Cet affaiblissement des partis politiques et de l'opposition systémique pourrait poser problème en 2021, au moment des prochaines élections parlementaires.
Quel est l'avenir de l'opposition libérale hors du système ? Sera-t-elle instrumentalisée, se remettra-t-elle de cet épisode ? Grigori Iavlinski a obtenu 1 %, Ksenia Sobtchak, a annoncé la création d'un parti dont l'existence sera sans doute dépendante du financement de l'administration présidentielle. M. Navalny est hors du champ politique et n'a plus de parti, Mme Sobtchak lui a proposé de se joindre à elle, mais c'est politiquement impossible pour lui. Il risque de demeurer une proie facile pour de futures accusations d'extrémisme.
M. Poutine a agi de manière très détachée de sa propre campagne. Il a présenté lui-même les contours de son mandat à venir, le 1er mars, dans un discours comme président en exercice devant l'assemblée fédérale, en insistant sur la nécessité d'une percée technologique. Cette percée, qui devra entraîner l'amélioration du niveau de vie et une évolution positive de la démographie russe.
Certains affirment que la probabilité que de véritables réformes soient mises en oeuvre augmente, parce que les dépenses militaires se réduisent et que M. Poutine peut se le permettre. Je suis pour ma part sceptique. En dix-huit ans de pouvoir poutinien, les choses ont certes évolué, mais peu sur le fond. Les promesses de diversification économique et de lutte contre la corruption sont toujours à honorer... Les réformes économiques ne peuvent aller sans réformes politiques, et le point de jonction est bien sûr l'indépendance de la justice, que réclame par exemple l'ancien ministre de la défense Alexeï Koudrine. Mais il est bien difficile pour le régime d'accepter cela, car les affaires, songez à celles impliquant MM. Jorodovski, Navalny, sont le meilleur moyen de verrouiller le champ du pouvoir politique. Les libéraux intégrés dans le système ne parviendront pas non plus à faire basculer la table.
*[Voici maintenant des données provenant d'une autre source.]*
// Copyright 2022 Webb Technologies Inc.
//
// Licensed under the Apache License, Version 2.0 (the "License");
// you may not use this file except in compliance with the License.
// You may obtain a copy of the License at
//
// http://www.apache.org/licenses/LICENSE-2.0
//
// Unless required by applicable law or agreed to in writing, software
// distributed under the License is distributed on an "AS IS" BASIS,
// WITHOUT WARRANTIES OR CONDITIONS OF ANY KIND, either express or implied.
// See the License for the specific language governing permissions and
// limitations under the License.

//! Plain data types shared by the warp relayer crates.

mod address;
mod id;
mod message;
mod namespace;
pub mod rpc_url;
mod validator;

pub use address::Address;
pub use id::{Id, NodeId};
pub use message::{MessagePosition, ObservedMessage};
pub use namespace::InstanceNamespace;
pub use validator::{PublicKey, Validator, ValidatorSet, ValidatorSetHeight};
Enfin, la Russie a des limites structurelles très fortes, notamment démographiques. Entre 2007 et 2017, le nombre des actifs a diminué de 7 millions. Selon une étude récente de l'OCDE, la Russie est l'un des rares pays où le niveau de vie baissera d'ici 2060 : la productivité du travail est basse, car le chômage est faible, les salaires augmentent et l'investissement en recherche développement reste quinze fois inférieur au niveau américain, dix fois inférieur au niveau chinois. Il n'y aura pas de réforme systémique, tout au plus une modernisation de l'appareil de gestion, avec des changements de dirigeants, au gouvernement, dans les régions, pour réprimer quelques cas de corruption flagrants ou faire monter une nouvelle génération - sans rien changer sur le fond. À la tête de la banque centrale, ainsi, Elvira Nabiullina gère parfaitement les crises sans rien modifier au système. Elle est l'un des premiers ministres possibles... Si le choix se porte à nouveau sur Medvedev, ce sera le statu quo. Une personnalité réformatrice serait un signe positif pour les investisseurs extérieurs et la société civile. Un politique ? Un pur technocrate comme Mikhaïl Fradkov ou Viktor Zoubkov ? Nous aurons la réponse dans les jours qui viennent.
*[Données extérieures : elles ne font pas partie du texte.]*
// Copyright 2022 Webb Technologies Inc.
//
// Licensed under the Apache License, Version 2.0 (the "License");
// you may not use this file except in compliance with the License.
// You may obtain a copy of the License at
//
// http://www.apache.org/licenses/LICENSE-2.0
//
// Unless required by applicable law or agreed to in writing, software
// distributed under the License is distributed on an "AS IS" BASIS,
// WITHOUT WARRANTIES OR CONDITIONS OF ANY KIND, either express or implied.
// See the License for the specific language governing permissions and
// limitations under the License.

use std::sync::Arc;
use std::time::{Duration, Instant};

use futures::{FutureExt, StreamExt};
use tokio::sync::watch;
use typed_builder::TypedBuilder;
use warp_relayer_admission::{Admission, AdmissionPolicy};
use warp_relayer_config::CatchUpConfig;
use warp_relayer_context::{CoordinatorState, RelayerContext};
use warp_relayer_store::{CheckpointKey, CheckpointStore};
use warp_relayer_types::{Id, MessagePosition, ObservedMessage};
use warp_relayer_utils::metric::Metrics;
use warp_relayer_utils::{probe, retry, Error, Result};

use crate::{DeliveryOutcome, DeliveryPipeline, MessageSource};

/// Drives one (instance, source chain) pair.
///
/// See the crate documentation for the processing order.
#[derive(TypedBuilder)]
pub struct CatchUpCoordinator<M, P, S> {
    /// The chain this coordinator follows.
    source_blockchain: Id,
    /// Where messages come from.
    source: M,
    /// Where admitted messages go.
    pipeline: P,
    /// Where the checkpoint lives.
    store: S,
    /// Allow-lists of the instance.
    policy: Arc<AdmissionPolicy>,
    #[builder(default)]
    config: CatchUpConfig,
    /// First height replayed when the pair has no checkpoint yet.
    #[builder(default, setter(strip_option))]
    start_height: Option<u64>,
}

/// Per run handles of one pair.
struct Pair {
    key: CheckpointKey,
    labels: [String; 2],
    metrics: Arc<Metrics>,
    state: watch::Sender<CoordinatorState>,
}

impl Pair {
    fn labels(&self) -> [&str; 2] {
        [self.labels[0].as_str(), self.labels[1].as_str()]
    }

    fn set_state(&self, state: CoordinatorState) {
        let previous = self.state.send_replace(state);
        self.metrics
            .coordinator_state
            .with_label_values(&self.labels())
            .set(state.as_gauge());
        if previous != state {
            tracing::event!(
                target: probe::TARGET,
                tracing::Level::DEBUG,
                kind = %probe::Kind::Lifecycle,
                key = %self.key,
                from = %previous,
                to = %state,
            );
        }
    }

    fn set_target(&self, height: u64) {
        self.metrics
            .target_height
            .with_label_values(&self.labels())
            .set(i64::try_from(height).unwrap_or(i64::MAX));
    }

    fn checkpointed(&self, position: MessagePosition) {
        self.metrics
            .checkpoint_advances
            .with_label_values(&self.labels())
            .inc();
        self.metrics
            .checkpoint_height
            .with_label_values(&self.labels())
            .set(i64::try_from(position.height).unwrap_or(i64::MAX));
        tracing::event!(
            target: probe::TARGET,
            tracing::Level::TRACE,
            kind = %probe::Kind::Checkpoint,
            key = %self.key,
            %position,
        );
    }
}

impl<M, P, S> CatchUpCoordinator<M, P, S>
where
    M: MessageSource,
    P: DeliveryPipeline,
    S: CheckpointStore,
{
    /// The chain this coordinator follows.
    pub fn source_blockchain(&self) -> Id {
        self.source_blockchain
    }

    /// Runs until shutdown or until an unrecoverable error.
    ///
    /// Transient errors restart the pair from its durable checkpoint after
    /// `retry-interval`. Any other error moves the pair to
    /// [`CoordinatorState::Faulted`] and is returned.
    #[tracing::instrument(
        skip_all,
        fields(source_blockchain = %self.source_blockchain),
    )]
    pub async fn run(&self, ctx: &RelayerContext) -> Result<()> {
        let key = ctx.checkpoint_key(self.source_blockchain);
        let pair = Pair {
            key,
            labels: [key.namespace.short(), key.chain_id.to_string()],
            metrics: ctx.metrics.clone(),
            state: ctx.health.register(key),
        };
        pair.set_state(CoordinatorState::Initializing);
        let mut shutdown = ctx.shutdown_signal();

        let backoff = backoff::backoff::Constant::new(Duration::from_millis(
            self.config.retry_interval,
        ));
        let pair_ref = &pair;
        let task = || async move {
            self.run_once(pair_ref).await.map_err(Error::into_backoff)
        };
        let notify = |e: Error, after: Duration| {
            tracing::warn!(
                error = %e,
                "Restarting coordinator in {}ms ...",
                after.as_millis()
            );
            pair.metrics
                .coordinator_restarts
                .with_label_values(&pair.labels())
                .inc();
            tracing::event!(
                target: probe::TARGET,
                tracing::Level::DEBUG,
                kind = %probe::Kind::Retry,
                key = %pair.key,
                error = %e,
            );
        };

        let result = tokio::select! {
            result = backoff::future::retry_notify(backoff, task, notify) => result,
            _ = shutdown.recv() => {
                tracing::info!("Coordinator shutting down");
                tracing::event!(
                    target: probe::TARGET,
                    tracing::Level::DEBUG,
                    kind = %probe::Kind::Lifecycle,
                    key = %pair.key,
                    shutdown = true,
                );
                return Ok(());
            }
        };

        if let Err(e) = &result {
            pair.set_state(CoordinatorState::Faulted);
            pair.metrics
                .coordinator_faults
                .with_label_values(&pair.labels())
                .inc();
            tracing::error!(error = %e, key = %pair.key, "Coordinator faulted");
            tracing::event!(
                target: probe::TARGET,
                tracing::Level::ERROR,
                kind = %probe::Kind::Fault,
                key = %pair.key,
                error = %e,
            );
        }
        result
    }

    async fn run_once(&self, pair: &Pair) -> Result<()> {
        pair.set_state(CoordinatorState::Initializing);
        // subscribe before reading the head, so nothing falls in between.
        let mut live = self.source.subscribe().await?;
        let head = self.source.head_height().await?;
        self.store.set_target_height(&pair.key, head)?;
        pair.set_target(head);

        let mut checkpoint = self.store.load(&pair.key)?;
        let from = match checkpoint {
            Some(p) if p == MessagePosition::end_of_block(p.height) => {
                p.height.saturating_add(1)
            }
            Some(p) => p.height,
            None => self.start_height.unwrap_or(0),
        };
        tracing::info!(
            checkpoint = ?checkpoint.map(|p| p.to_string()),
            from,
            head,
            "Starting catch-up",
        );

        pair.set_state(CoordinatorState::ReplayingHistory);
        self.replay(pair, &mut checkpoint, from, head).await?;

        let mut buffered = Vec::new();
        while let Some(item) = live.next().now_or_never().flatten() {
            buffered.push(item?);
        }
        buffered.sort_by_key(|m| m.position);
        buffered.dedup_by_key(|m| m.position);
        tracing::debug!("Draining #{} buffered live messages", buffered.len());
        for message in buffered {
            self.handle(pair, &mut checkpoint, message).await?;
        }

        pair.set_state(CoordinatorState::Live);
        let mut target = head;
        loop {
            let message = match live.next().await {
                Some(item) => item?,
                None => {
                    return Err(Error::SubscriptionClosed {
                        chain_id: self.source_blockchain.to_string(),
                    })
                }
            };
            if message.position.height > target {
                target = message.position.height;
                self.store.set_target_height(&pair.key, target)?;
                pair.set_target(target);
            }
            self.handle(pair, &mut checkpoint, message).await?;
        }
    }

    async fn replay(
        &self,
        pair: &Pair,
        checkpoint: &mut Option<MessagePosition>,
        from: u64,
        head: u64,
    ) -> Result<()> {
        let step = self.config.max_blocks_per_step.max(1);
        let print_progress_interval =
            Duration::from_millis(self.config.print_progress_interval);
        // saves the last time we printed sync progress.
        let mut instant = Instant::now();
        let mut block = from;
        while block <= head {
            let dest_block = block.saturating_add(step - 1).min(head);
            let mut found =
                self.source.messages_in_range(block, dest_block).await?;
            found.sort_by_key(|m| m.position);
            tracing::trace!("Found #{} messages", found.len());
            for message in found {
                self.handle(pair, checkpoint, message).await?;
            }

            // every message of the step is handled, move past the blocks.
            let end = MessagePosition::end_of_block(dest_block);
            if checkpoint.map_or(true, |c| c < end) {
                self.store.advance(&pair.key, end)?;
                *checkpoint = Some(end);
                pair.checkpointed(end);
            }

            if print_progress_interval != Duration::from_millis(0)
                && instant.elapsed() > print_progress_interval
            {
                let progress = if head == 0 {
                    100.0
                } else {
                    dest_block as f64 / head as f64 * 100.0
                };
                tracing::info!(
                    target_block = head,
                    currently_at = dest_block,
                    diff = head.saturating_sub(dest_block),
                    is_syncing = dest_block < head,
                    progress,
                    chain_id = %self.source_blockchain,
                );
                tracing::event!(
                    target: probe::TARGET,
                    tracing::Level::TRACE,
                    kind = %probe::Kind::Sync,
                    chain_id = %self.source_blockchain,
                    %block,
                    %dest_block,
                );
                instant = Instant::now();
            }

            block = match dest_block.checked_add(1) {
                Some(next) => next,
                None => break,
            };
        }
        Ok(())
    }

    /// Admits, delivers and checkpoints one message.
    ///
    /// Messages at or before the checkpoint were handled already and are
    /// skipped.
    async fn handle(
        &self,
        pair: &Pair,
        checkpoint: &mut Option<MessagePosition>,
        message: ObservedMessage,
    ) -> Result<()> {
        let position = message.position;
        if checkpoint.map_or(false, |c| position <= c) {
            tracing::trace!(%position, "message already handled");
            return Ok(());
        }
        let labels = pair.labels();
        pair.metrics
            .messages_observed
            .with_label_values(&labels)
            .inc();

        match self.policy.evaluate(&message) {
            Admission::Rejected(reason) => {
                pair.metrics
                    .messages_rejected
                    .with_label_values(&labels)
                    .inc();
                tracing::debug!(%position, %reason, "message rejected");
                tracing::event!(
                    target: probe::TARGET,
                    tracing::Level::DEBUG,
                    kind = %probe::Kind::Admission,
                    %position,
                    admitted = false,
                    %reason,
                );
            }
            Admission::Admitted => {
                pair.metrics
                    .messages_admitted
                    .with_label_values(&labels)
                    .inc();
                tracing::event!(
                    target: probe::TARGET,
                    tracing::Level::DEBUG,
                    kind = %probe::Kind::Admission,
                    %position,
                    admitted = true,
                );
                match self.deliver(pair, &message).await? {
                    DeliveryOutcome::Failed => {
                        pair.metrics
                            .messages_failed
                            .with_label_values(&labels)
                            .inc();
                        tracing::warn!(
                            %position,
                            destination = %message.destination_blockchain_id,
                            "message refused by its destination",
                        );
                    }
                    _ => {
                        pair.metrics
                            .messages_delivered
                            .with_label_values(&labels)
                            .inc();
                        tracing::debug!(%position, "message delivered");
                    }
                }
            }
        }

        self.store.advance(&pair.key, position)?;
        *checkpoint = Some(position);
        pair.checkpointed(position);
        Ok(())
    }

    /// Delivers `message`, retrying deferrals and transient errors up to
    /// `max-delivery-attempts` times in total.
    async fn deliver(
        &self,
        pair: &Pair,
        message: &ObservedMessage,
    ) -> Result<DeliveryOutcome> {
        let backoff = retry::ConstantWithMaxRetryCount::new(
            Duration::from_millis(self.config.retry_interval),
            self.config.max_delivery_attempts.saturating_sub(1),
        );
        let task = || async move {
            match self.pipeline.deliver(message).await {
                Ok(DeliveryOutcome::Deferred) => {
                    pair.metrics
                        .messages_deferred
                        .with_label_values(&pair.labels())
                        .inc();
                    Err(backoff::Error::transient(Error::DeliveryDeferred {
                        position: message.position.to_string(),
                    }))
                }
                Ok(outcome) => Ok(outcome),
                Err(e) => Err(e.into_backoff()),
            }
        };
        backoff::future::retry(backoff, task).await
    }
}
Y aura-t-il libéralisation politique ou nouveau serrage de vis ? On a observé les deux tendances dans le passé récent. Depuis 2011, les démarches sont plus faciles pour faire enregistrer un parti ou présenter sa candidature aux élections. Navalny a pu participer aux élections municipales à Moscou en 2013 et a obtenu 27% des suffrages. Quelques candidats de l'opposition sont devenus maires. En septembre dernier à Moscou, Dmitri Boutkov a obtenu la présence d'élus de l'opposition dans les conseils municipaux. Mais l'étau se resserre et des lois répressives ciblées ont été votées. Depuis lundi, les signes ne sont pas bons : Telegram est menacé de fermeture s'il ne donne pas les clés de chiffrement au FSB, le service fédéral de sécurité russe ; un projet de loi a été déposé à l'assemblée régionale de Ekaterinburg, pour annuler des élections de maires et surtout celle de Ievgueni Roïzman, qui a notamment soutenu la ligne d'Alexeï Navalny.
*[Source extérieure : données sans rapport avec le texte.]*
// Copyright 2022 Webb Technologies Inc.
//
// Licensed under the Apache License, Version 2.0 (the "License");
// you may not use this file except in compliance with the License.
// You may obtain a copy of the License at
//
// http://www.apache.org/licenses/LICENSE-2.0
//
// Unless required by applicable law or agreed to in writing, software
// distributed under the License is distributed on an "AS IS" BASIS,
// WITHOUT WARRANTIES OR CONDITIONS OF ANY KIND, either express or implied.
// See the License for the specific language governing permissions and
// limitations under the License.

//! # Admission Filter
//!
//! Decides whether a relayer instance may relay an observed message, based
//! only on its routing configuration: which source chains it watches and
//! which origin senders it accepts there, and which destination chains and
//! receivers it delivers to.
//!
//! A rejection is a normal outcome, not an error. The caller still records
//! the message as handled so that a disallowed message never blocks the
//! messages behind it.

use std::collections::{BTreeMap, BTreeSet};

use sha3::{Digest, Keccak256};
use warp_relayer_types::{Address, Id, InstanceNamespace, ObservedMessage};

/// The set of addresses accepted on one side of a route.
#[derive(Debug, Clone, PartialEq, Eq, Default)]
pub enum AllowList {
    /// Every address is accepted.
    #[default]
    Any,
    /// Only the listed addresses are accepted.
    Only(BTreeSet<Address>),
}

impl AllowList {
    /// An empty configuration list means "no restriction".
    pub fn from_addresses<I>(addresses: I) -> Self
    where
        I: IntoIterator<Item = Address>,
    {
        let set: BTreeSet<_> = addresses.into_iter().collect();
        if set.is_empty() {
            Self::Any
        } else {
            Self::Only(set)
        }
    }

    /// Whether `address` is accepted.
    pub fn allows(&self, address: &Address) -> bool {
        match self {
            Self::Any => true,
            Self::Only(set) => set.contains(address),
        }
    }

    fn encode_into(&self, hasher: &mut Keccak256) {
        match self {
            Self::Any => hasher.update([0u8]),
            Self::Only(set) => {
                hasher.update([1u8]);
                hasher.update((set.len() as u64).to_be_bytes());
                for address in set {
                    hasher.update(address.as_bytes());
                }
            }
        }
    }
}

/// Why a message was not admitted. Both sides are checked independently,
/// so a message may fail on either or on both.
#[derive(Debug, Clone, Copy, PartialEq, Eq, Default)]
pub struct Rejection {
    /// The source chain is not watched by this instance.
    pub unknown_source: bool,
    /// The origin sender is not in the source allow-list.
    pub sender_not_allowed: bool,
    /// The destination chain is not served by this instance.
    pub unknown_destination: bool,
    /// The receiver is not in the destination allow-list.
    pub destination_not_allowed: bool,
}

impl Rejection {
    /// Rejected because of the source side.
    pub fn on_source(&self) -> bool {
        self.unknown_source || self.sender_not_allowed
    }

    /// Rejected because of the destination side.
    pub fn on_destination(&self) -> bool {
        self.unknown_destination || self.destination_not_allowed
    }

    fn is_rejected(&self) -> bool {
        self.on_source() || self.on_destination()
    }
}

impl std::fmt::Display for Rejection {
    fn fmt(&self, f: &mut std::fmt::Formatter<'_>) -> std::fmt::Result {
        let reasons = [
            (self.unknown_source, "unknown source chain"),
            (self.sender_not_allowed, "origin sender not allowed"),
            (self.unknown_destination, "unknown destination chain"),
            (self.destination_not_allowed, "destination address not allowed"),
        ];
        let mut first = true;
        for (_, reason) in reasons.iter().filter(|(hit, _)| *hit) {
            if !first {
                f.write_str(", ")?;
            }
            f.write_str(reason)?;
            first = false;
        }
        Ok(())
    }
}

/// The outcome of [`AdmissionPolicy::evaluate`].
#[derive(Debug, Clone, Copy, PartialEq, Eq)]
pub enum Admission {
    /// The message may be relayed by this instance.
    Admitted,
    /// The message must be skipped by this instance.
    Rejected(Rejection),
}

impl Admission {
    /// Whether the message was admitted.
    pub fn is_admitted(&self) -> bool {
        matches!(self, Self::Admitted)
    }
}

/// Routing configuration of one relayer instance. Immutable once built.
#[derive(Debug, Clone, PartialEq, Eq, Default)]
pub struct AdmissionPolicy {
    sources: BTreeMap<Id, AllowList>,
    destinations: BTreeMap<Id, AllowList>,
}

impl AdmissionPolicy {
    /// Creates an empty policy that admits nothing.
    pub fn new() -> Self {
        Self::default()
    }

    /// Adds a watched source chain and the origin senders accepted on it.
    pub fn with_source(mut self, chain: Id, senders: AllowList) -> Self {
        self.sources.insert(chain, senders);
        self
    }

    /// Adds a served destination chain and the receivers accepted on it.
    pub fn with_destination(mut self, chain: Id, receivers: AllowList) -> Self {
        self.destinations.insert(chain, receivers);
        self
    }

    /// Watched source chains, ascending.
    pub fn source_chains(&self) -> impl Iterator<Item = &Id> {
        self.sources.keys()
    }

    /// Served destination chains, ascending.
    pub fn destination_chains(&self) -> impl Iterator<Item = &Id> {
        self.destinations.keys()
    }

    /// Checks both sides of the route of `message`.
    pub fn evaluate(&self, message: &ObservedMessage) -> Admission {
        let mut rejection = Rejection::default();
        match self.sources.get(&message.source_blockchain_id) {
            None => rejection.unknown_source = true,
            Some(list) => {
                rejection.sender_not_allowed =
                    !list.allows(&message.origin_sender_address)
            }
        }
        match self.destinations.get(&message.destination_blockchain_id) {
            None => rejection.unknown_destination = true,
            Some(list) => {
                rejection.destination_not_allowed =
                    !list.allows(&message.destination_address)
            }
        }
        if rejection.is_rejected() {
            Admission::Rejected(rejection)
        } else {
            Admission::Admitted
        }
    }

    /// Shorthand for `evaluate(message).is_admitted()`.
    pub fn is_admitted(&self, message: &ObservedMessage) -> bool {
        self.evaluate(message).is_admitted()
    }

    /// Derives the checkpoint namespace of this instance.
    ///
    /// The digest covers every route and allow-list in a canonical order, so
    /// it is stable across restarts and config file reordering, and differs
    /// for any two policies that admit different traffic.
    pub fn namespace(&self) -> InstanceNamespace {
        let mut hasher = Keccak256::new();
        hasher.update(b"warp-relayer/namespace/v1");
        for (tag, routes) in [(b's', &self.sources), (b'd', &self.destinations)]
        {
            hasher.update([tag]);
            hasher.update((routes.len() as u64).to_be_bytes());
            for (chain, list) in routes {
                hasher.update(chain.as_bytes());
                list.encode_into(&mut hasher);
            }
        }
        InstanceNamespace::new(hasher.finalize().into())
    }
}

#[cfg(test)]
mod tests {
    use super::*;
    use warp_relayer_types::MessagePosition;

    fn chain(seed: u8) -> Id {
        Id::new([seed; 32])
    }

    fn addr(seed: u8) -> Address {
        Address::new([seed; 20])
    }

    fn message(sender: Address, receiver: Address) -> ObservedMessage {
        ObservedMessage {
            source_blockchain_id: chain(1),
            origin_sender_address: sender,
            destination_blockchain_id: chain(2),
            destination_address: receiver,
            position: MessagePosition::new(1, 0),
            payload: vec![],
        }
    }

    #[test]
    fn explicit_sender_list_rejects_outsiders() {
        let aaa = addr(0xaa);
        let bbb = addr(0xbb);
        let policy = AdmissionPolicy::new()
            .with_source(chain(1), AllowList::from_addresses([aaa]))
            .with_destination(chain(2), AllowList::Any);

        let rejected = policy.evaluate(&message(bbb, addr(1)));
        match rejected {
            Admission::Rejected(r) => {
                assert!(r.sender_not_allowed);
                assert!(!r.on_destination());
            }
            Admission::Admitted => panic!("0xbbb must be rejected"),
        }
        assert!(policy.is_admitted(&message(aaa, addr(1))));
    }

    #[test]
    fn explicit_destination_list_rejects_outsiders() {
        let policy = AdmissionPolicy::new()
            .with_source(chain(1), AllowList::Any)
            .with_destination(chain(2), AllowList::from_addresses([addr(7)]));
        assert!(policy.is_admitted(&message(addr(3), addr(7))));
        let Admission::Rejected(r) = policy.evaluate(&message(addr(3), addr(8)))
        else {
            panic!("receiver 8 must be rejected");
        };
        assert!(r.destination_not_allowed && !r.on_source());
    }

    #[test]
    fn both_sides_are_reported() {
        let policy = AdmissionPolicy::new()
            .with_source(chain(1), AllowList::from_addresses([addr(1)]))
            .with_destination(chain(2), AllowList::from_addresses([addr(2)]));
        let Admission::Rejected(r) = policy.evaluate(&message(addr(9), addr(9)))
        else {
            panic!("must be rejected");
        };
        assert!(r.on_source() && r.on_destination());
        assert_eq!(
            r.to_string(),
            "origin sender not allowed, destination address not allowed"
        );
    }

    #[test]
    fn unknown_chains_are_rejected() {
        let policy =
            AdmissionPolicy::new().with_source(chain(1), AllowList::Any);
        let Admission::Rejected(r) = policy.evaluate(&message(addr(1), addr(1)))
        else {
            panic!("destination chain is not served");
        };
        assert!(r.unknown_destination);
        assert!(!r.unknown_source);
    }

    #[test]
    fn empty_list_is_a_wildcard() {
        assert_eq!(AllowList::from_addresses([]), AllowList::Any);
        assert!(AllowList::Any.allows(&addr(42)));
    }

    #[test]
    fn namespace_is_stable_and_distinguishes_routes() {
        let a = AdmissionPolicy::new()
            .with_source(chain(1), AllowList::from_addresses([addr(1), addr(2)]))
            .with_destination(chain(2), AllowList::Any);
        let same = AdmissionPolicy::new()
            .with_destination(chain(2), AllowList::Any)
            .with_source(chain(1), AllowList::from_addresses([addr(2), addr(1)]));
        let other = AdmissionPolicy::new()
            .with_source(chain(1), AllowList::from_addresses([addr(1)]))
            .with_destination(chain(2), AllowList::Any);
        let swapped = AdmissionPolicy::new()
            .with_source(chain(2), AllowList::Any)
            .with_destination(chain(1), AllowList::from_addresses([addr(1), addr(2)]));
        assert_eq!(a.namespace(), same.namespace());
        assert_ne!(a.namespace(), other.namespace());
        assert_ne!(a.namespace(), swapped.namespace());
    }
}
Vladimir Poutine va-t-il mener une politique étrangère musclée ? La confrontation avec l'Occident est devenue structurante pour la politique intérieure russe ; elle remplit l'espace médiatique : on entend plus parler de l'Ukraine que des problèmes intérieurs. La lutte contre l'influence occidentale perçue comme agressive, et contre les révolutions de couleur, est une obsession du pouvoir. Les dépenses militaires et de sécurité, si elles demeurent dix fois inférieures à celles des Etats-Unis, représentent tout de même 3,8% du PIB et encore 5% récemment.
En 2024, quelle transition du pouvoir présidentiel ? Vladimir Poutine possède aujourd'hui une légitimité nouvelle. La Coupe du monde se déroulera en Russie l'été prochain. Il y aura une fenêtre pour les réformes, entre la fin de celle-ci et les élections législatives de 2021, car il est plus confortable pour le président d'opérer les réformes qu'il souhaite sous la Douma actuelle, qui lui est acquise. On évoque même la possibilité pour Vladimir Poutine de mettre fin à son mandat en 2021, après sécurisation du pouvoir par les réformes ; ou bien il terminera son mandat et choisira alors un successeur, comme Boris Eltsine l'avait choisi. Mais il existe un troisième scénario, avec un changement de Constitution. Il l'a déjà fait, contrairement à ce qu'il affirme, puisque le mandat présidentiel, à l'article 81, a déjà été porté de quatre à six ans. On évoque une République parlementaire avec un président élu par les parlementaires. Vladimir Jirinovski disait hier : « vous avez assisté aux dernières élections »... Un Conseil d'Etat serait créé, un organe de trente ou quarante membres, qui élirait son président, lequel pourrait être... Vladimir Poutine. Cette distanciation d'avec le modèle occidental, cette autocratie assumée, l'exemple chinois aidant, ne sont pas à exclure.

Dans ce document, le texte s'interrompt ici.